Afghan and U.S. special operations troops gathered at a provincial police base and planned a counterattack. At some point the hospital, which was taking in war wounded from both sides, provided the NATO command with its GPS coordinates to ensure it would not be attacked.
On the night of Oct. 2, the Afghan forces left the base to attack Taliban positions. The American commander and his team stayed back. They had no eyes on either the hospital or a security building several hundred yards away.
The Afghans radioed the Americans the correct coordinates for the security building — not the hospital — saying they were taking fire.
The AC-130 aircraft had taken off in haste without adequate mission planning. It did not bring along the official “no-strike list” on which the hospital grid resided.

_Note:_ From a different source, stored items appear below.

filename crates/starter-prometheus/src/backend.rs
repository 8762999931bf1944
use prometheus::{
    Encoder, IntCounter, IntCounterVec, IntGauge, Opts, Registry, TextEncoder, proto::MetricFamily,
};
use starter_core::MetricsBackend;
use starter_model::ExitOutcome;
use thiserror::Error;

#[derive(Debug, Error)]
pub enum MetricsError {
    #[error("prometheus: {0}")]
    Prometheus(#[from] prometheus::Error),
    #[error("metrics text is not utf-8: {0}")]
    Utf8(#[from] std::string::FromUtf8Error),
}

/// Prometheus-backed [`MetricsBackend`]. Clones share the same collectors.
#[derive(Clone)]
pub struct PrometheusMetrics {
    registry: Registry,
    received: IntCounter,
    started: IntCounter,
    exited: IntCounterVec,
    running: IntGauge,
    rejected: IntCounterVec,
    stop_requests: IntCounter,
    watchdog_kills: IntCounter,
}

impl PrometheusMetrics {
    pub fn new() -> Result<Self, MetricsError> {
        Self::with_registry(Registry::new())
    }

    /// Register every collector in `registry`.
    pub fn with_registry(registry: Registry) -> Result<Self, MetricsError> {
        let received = IntCounter::new(
            "starter_builds_received_total",
            "Start commands accepted for launch",
        )?;
        let started = IntCounter::new(
            "starter_builds_started_total",
            "Nodes launched and registered",
        )?;
        let exited = IntCounterVec::new(
            Opts::new("starter_builds_exited_total", "Node exits observed"),
            &["outcome"],
        )?;
        let running = IntGauge::new("starter_builds_running", "Nodes currently registered")?;
        let rejected = IntCounterVec::new(
            Opts::new(
                "starter_messages_rejected_total",
                "Deliveries rejected without requeue",
            ),
            &["channel", "reason"],
        )?;
        let stop_requests = IntCounter::new(
            "starter_stop_requests_total",
            "Valid stop commands processed",
        )?;
        let watchdog_kills = IntCounter::new(
            "starter_watchdog_kills_total",
            "Nodes force-killed after the shutdown wait",
        )?;

        registry.register(Box::new(received.clone()))?;
        registry.register(Box::new(started.clone()))?;
        registry.register(Box::new(exited.clone()))?;
        registry.register(Box::new(running.clone()))?;
        registry.register(Box::new(rejected.clone()))?;
        registry.register(Box::new(stop_requests.clone()))?;
        registry.register(Box::new(watchdog_kills.clone()))?;

        Ok(Self {
            registry,
            received,
            started,
            exited,
            running,
            rejected,
            stop_requests,
            watchdog_kills,
        })
    }

    pub fn registry(&self) -> &Registry {
        &self.registry
    }

    pub fn gather(&self) -> Vec<MetricFamily> {
        self.registry.gather()
    }

    /// Text exposition format.
    pub fn encode(&self) -> Result<String, MetricsError> {
        let mut buf = Vec::new();
        TextEncoder::new().encode(&self.gather(), &mut buf)?;
        Ok(String::from_utf8(buf)?)
    }
}

impl MetricsBackend for PrometheusMetrics {
    fn record_received(&self) {
        self.received.inc();
    }

    fn record_started(&self) {
        self.started.inc();
        self.running.inc();
    }

    fn record_rejected(&self, channel: &'static str, reason: &'static str) {
        self.rejected.with_label_values(&[channel, reason]).inc();
    }

    fn record_exited(&self, outcome: ExitOutcome) {
        self.exited.with_label_values(&[outcome.label()]).inc();
        self.running.dec();
    }

    fn record_stop_requested(&self) {
        self.stop_requests.inc();
    }

    fn record_watchdog_kill(&self) {
        self.watchdog_kills.inc();
    }
}
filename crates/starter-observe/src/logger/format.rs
use std::{fmt, str::FromStr};

use crate::logger::error::LoggerError;

#[derive(Debug, Clone, Copy, Default, PartialEq, Eq)]
pub enum LoggerFormat {
    #[default]
    Text,
    Json,
    Journald,
}

impl FromStr for LoggerFormat {
    type Err = LoggerError;

    fn from_str(s: &str) -> Result<Self, Self::Err> {
        let norm = s.trim().to_ascii_lowercase();
        match norm.as_str() {
            "text" | "" => Ok(LoggerFormat::Text),
            "json" => Ok(LoggerFormat::Json),
            "journald" | "journal" => {
                #[cfg(all(target_os = "linux", feature = "journald"))]
                {
                    Ok(LoggerFormat::Journald)
                }

                #[cfg(not(all(target_os = "linux", feature = "journald")))]
                {
                    Err(LoggerError::JournaldNotSupported)
                }
            }
            _ => Err(LoggerError::InvalidFormat(s.to_string())),
        }
    }
}

impl fmt::Display for LoggerFormat {
    fn fmt(&self, f: &mut fmt::Formatter<'_>) -> fmt::Result {
        f.write_str(match self {
            LoggerFormat::Text => "text",
            LoggerFormat::Json => "json",
            LoggerFormat::Journald => "journald",
        })
    }
}
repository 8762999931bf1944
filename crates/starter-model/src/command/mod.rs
mod start;
pub use start::StartCommand;

mod stop;
pub use stop::StopCommand;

Then it suffered major malfunctions of its electronics system that prevented it from sending video or email communications to Bagram. Compounding the malfunctions, the gunship came under missile attack and was forced to move 8 miles away from its orbit, putting the plane too far away from the security building to match it to a GPS number.
When the crew programmed the grid given by the special operations commander, the plane’s system told them the site was a vacant field. Eventually the aircraft moved back to the appropriate orbit.

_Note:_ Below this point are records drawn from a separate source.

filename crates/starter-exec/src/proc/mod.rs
mod node;
pub use node::ProcessNode;

use std::{path::PathBuf, process::Stdio, sync::Arc};

use async_trait::async_trait;
use starter_core::{LifecycleError, NodeLauncher, NodeRef};
use starter_model::LaunchRequest;
use tracing::{debug, trace};

use crate::{
    error::{ExecError, ExecResult},
    util::cmd_program,
};

pub const ENV_BUILD_ID: &str = "NODE_BUILD_ID";
pub const ENV_API_URI: &str = "NODE_API_URI";
pub const ENV_CONFIG: &str = "NODE_CONFIG";
pub const ENV_ENQUEUE_DATA: &str = "NODE_ENQUEUE_DATA";

/// Node program configuration, shared by every launch.
#[derive(Clone, Debug, Default)]
pub struct ExecConfig {
    pub program: String,
    pub args: Vec<String>,
    /// Extra environment; the per-build `NODE_*` variables win on conflict.
    pub env: Vec<(String, String)>,
    pub cwd: Option<PathBuf>,
}

impl ExecConfig {
    pub fn new(program: impl Into<String>) -> Self {
        Self {
            program: program.into(),
            ..Self::default()
        }
    }

    pub fn with_args<I, S>(mut self, args: I) -> Self
    where
        I: IntoIterator<Item = S>,
        S: Into<String>,
    {
        self.args = args.into_iter().map(Into::into).collect();
        self
    }

    pub fn with_env(mut self, key: impl Into<String>, value: impl Into<String>) -> Self {
        self.env.push((key.into(), value.into()));
        self
    }

    pub fn with_cwd(mut self, cwd: impl Into<PathBuf>) -> Self {
        self.cwd = Some(cwd.into());
        self
    }

    pub fn validate(&self) -> ExecResult<()> {
        if self.program.trim().is_empty() {
            return Err(ExecError::MissingProgram);
        }
        Ok(())
    }
}

/// [`NodeLauncher`] that runs every build as a local child process.
///
/// The build is handed over through environment variables; `config` and
/// `enqueue_data` are JSON-encoded.
pub struct ProcessLauncher {
    name: &'static str,
    cfg: ExecConfig,
}

impl ProcessLauncher {
    pub fn new(cfg: ExecConfig) -> Self {
        Self { name: "proc", cfg }
    }

    pub fn with_name(mut self, name: &'static str) -> Self {
        self.name = name;
        self
    }

    fn spawn(&self, request: &LaunchRequest) -> ExecResult<ProcessNode> {
        self.cfg.validate()?;

        let config = encode("config", &request.config)?;
        let enqueue_data = encode("enqueue_data", &request.enqueue_data)?;

        trace!(target: "starter.exec.proc", program = %self.cfg.program, args = ?self.cfg.args, "spawn");

        let mut cmd = cmd_program(&self.cfg.program, &self.cfg.args);
        if let Some(cwd) = &self.cfg.cwd {
            cmd.current_dir(cwd);
        }
        for (k, v) in &self.cfg.env {
            cmd.env(k, v);
        }
        cmd.env(ENV_BUILD_ID, request.build_id.as_str())
            .env(ENV_API_URI, &request.callback_uri)
            .env(ENV_CONFIG, config)
            .env(ENV_ENQUEUE_DATA, enqueue_data);

        cmd.stdin(Stdio::null());
        cmd.stdout(Stdio::piped());
        cmd.stderr(Stdio::piped());

        let child = cmd.spawn().map_err(|e| ExecError::Spawn(e.to_string()))?;
        Ok(ProcessNode::adopt(request.build_id.clone(), child))
    }
}

fn encode(field: &'static str, value: &serde_json::Value) -> ExecResult<String> {
    serde_json::to_string(value).map_err(|e| ExecError::Encode {
        field,
        reason: e.to_string(),
    })
}

#[async_trait]
impl NodeLauncher for ProcessLauncher {
    fn name(&self) -> &'static str {
        self.name
    }

    async fn launch(&self, request: &LaunchRequest) -> Result<NodeRef, LifecycleError> {
        let node = self
            .spawn(request)
            .map_err(|e| e.into_spawn(&request.build_id))?;
        debug!(target: "starter.exec.proc", build_id = %request.build_id, pid = ?node.pid(), "node spawned");
        Ok(Arc::new(node))
    }
}

#[cfg(all(test, unix))]
mod tests {
    use std::time::Duration;

    use serde_json::json;
    use starter_core::NodeProcess;
    use starter_model::{BuildId, ExitOutcome, TerminationRequest};

    use super::*;

    fn request(id: &str) -> LaunchRequest {
        LaunchRequest {
            build_id: BuildId::new(id).unwrap(),
            config: json!({"a": 1}),
            enqueue_data: json!(["x"]),
            callback_uri: "http://api.local".into(),
        }
    }

    fn sh(script: &str) -> ProcessLauncher {
        ProcessLauncher::new(ExecConfig::new("sh").with_args(["-c", script]))
    }

    #[tokio::test]
    async fn passes_build_through_environment() {
        let script = r#"test "$NODE_BUILD_ID" = b1 \
            && test "$NODE_API_URI" = http://api.local \
            && test "$NODE_CONFIG" = '{"a":1}' \
            && test "$NODE_ENQUEUE_DATA" = '["x"]' \
            && test "$EXTRA" = yes"#;
        let launcher = ProcessLauncher::new(
            ExecConfig::new("sh")
                .with_args(["-c", script])
                .with_env("EXTRA", "yes"),
        );

        let node = launcher.launch(&request("b1")).await.unwrap();
        assert_eq!(node.build_id().as_str(), "b1");
        assert_eq!(node.wait().await, ExitOutcome::Success);
        assert!(!node.is_alive());
    }

    #[tokio::test]
    async fn reports_exit_code() {
        let node = sh("exit 3").launch(&request("b1")).await.unwrap();
        assert_eq!(node.wait().await, ExitOutcome::Failed { code: 3 });
    }

    #[tokio::test]
    async fn terminate_sends_sigterm() {
        let launcher = ProcessLauncher::new(ExecConfig::new("sleep").with_args(["30"]));
        let node = launcher.launch(&request("b1")).await.unwrap();
        assert!(node.is_alive());

        let stop = TerminationRequest::new(BuildId::new("b1").unwrap(), Some("alice".into()));
        node.terminate(&stop).await.unwrap();

        assert_eq!(
            node.wait().await,
            ExitOutcome::Signaled {
                signal: libc::SIGTERM
            }
        );
    }

    #[tokio::test]
    async fn terminate_reaches_a_node_being_waited_on() {
        let launcher = ProcessLauncher::new(ExecConfig::new("sleep").with_args(["30"]));
        let node = launcher.launch(&request("b1")).await.unwrap();

        let waiter = tokio::spawn({
            let node = node.clone();
            async move { node.wait().await }
        });
        tokio::time::sleep(Duration::from_millis(50)).await;

        let stop = TerminationRequest::new(BuildId::new("b1").unwrap(), None);
        tokio::time::timeout(Duration::from_secs(5), node.terminate(&stop))
            .await
            .expect("terminate blocked behind wait")
            .unwrap();

        assert_eq!(
            waiter.await.unwrap(),
            ExitOutcome::Signaled {
                signal: libc::SIGTERM
            }
        );
        assert!(!node.is_alive());
        node.force_terminate().await.unwrap();
    }

    #[tokio::test]
    async fn force_terminate_sends_sigkill() {
        // SIGTERM is ignored; only SIGKILL ends it.
        let node = sh("trap '' TERM; while :; do sleep 1; done")
            .launch(&request("b1"))
            .await
            .unwrap();
        node.force_terminate().await.unwrap();

        assert_eq!(
            node.wait().await,
            ExitOutcome::Signaled {
                signal: libc::SIGKILL
            }
        );
    }

    #[tokio::test]
    async fn signals_after_exit_are_noops() {
        let node = sh("exit 0").launch(&request("b1")).await.unwrap();
        node.wait().await;

        let stop = TerminationRequest::new(BuildId::new("b1").unwrap(), None);
        node.terminate(&stop).await.unwrap();
        node.force_terminate().await.unwrap();
        assert_eq!(node.wait().await, ExitOutcome::Success);
    }

    #[tokio::test]
    async fn missing_program_is_a_spawn_failure() {
        let launcher = ProcessLauncher::new(ExecConfig::new("/nonexistent/node-binary"));
        let err = launcher.launch(&request("b1")).await.err().unwrap();
        assert!(matches!(err, LifecycleError::SpawnFailure { .. }));
    }

    #[tokio::test]
    async fn empty_program_is_rejected() {
        let launcher = ProcessLauncher::new(ExecConfig::default());
        let err = launcher.launch(&request("b1")).await.err().unwrap();
        match err {
            LifecycleError::SpawnFailure { reason, .. } => assert_eq!(reason, "missing program"),
            other => panic!("unexpected error: {other}"),
        }
    }
}
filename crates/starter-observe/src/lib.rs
mod logger;
pub use logger::*;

Then came the biggest error: The crew relied on a physical description of the target provided by a joint terminal attack controller (JTAC) on the ground with the American commander, not the GPS coordinate. That description happened to match that of the trauma center.
In the dark, the crew saw no markings; the hospital’s staff had placed its flag horizontally on the roof. The airmen also failed to see any hostile fire. But they decided to attack anyway.
“The medical facility was misidentified as a target by U.S. personnel, who believed they were striking a different building several hundred meters away, where there were reports of combatants,” Gen. Campbell said. “The report also determined that the personnel who requested the strike and those who executed it from the air did not undertake the appropriate measures to verify that the facility was a legitimate military target.”
Selecting the hospital as the target, the AC-130 crew sent its coordinates to Bagram. There, again, the deaths could have been avoided if some command center operator had compared the numbers to the no-strike list. But no one did.
“The headquarters was aware of the coordinates for the … Trauma Center and had access to the no-strike list, but did not realize that the grid coordinates for the target matched a location on the no-strike list or that the aircrew was preparing to fire on the hospital,” Gen. Campbell said.
Just one minute after it sent the grid to Bagram, the AC-130 unleashed a withering, 29-minute salvo of machine gun and cannon fire. Hospital staff reached headquarters at 2:20 a.m. But it took the command cell 17 minutes to realize the mistake, by which time the gunship had stopped firing.
The command suspended a number of the participants in the incident and is launching disciplinary procedures that could result in courts-martial.
The investigation, led by three general officers not tied to the command in Kabul, confirmed what Doctors Without Borders asserted all along: that no one in the hospital from any side was armed, and no gunfire came from the building.
The French group, known in its own language as Medecins Sans Frontieres (MSF), said Wednesday the U.S. account left “more questions than answers.”
“It is shocking that an attack can be carried out when U.S. forces have neither eyes on a target nor access to a no-strike list, and have malfunctioning communications systems. It appears that 30 people were killed and hundreds of thousands of people are denied life-saving care in Kunduz simply because the MSF hospital was the closest large building to an open field and ’roughly matched’ a description of an intended target. The frightening catalogue of errors outlined today illustrates gross negligence on the part of U.S. forces and violations of the rules of war,” the said.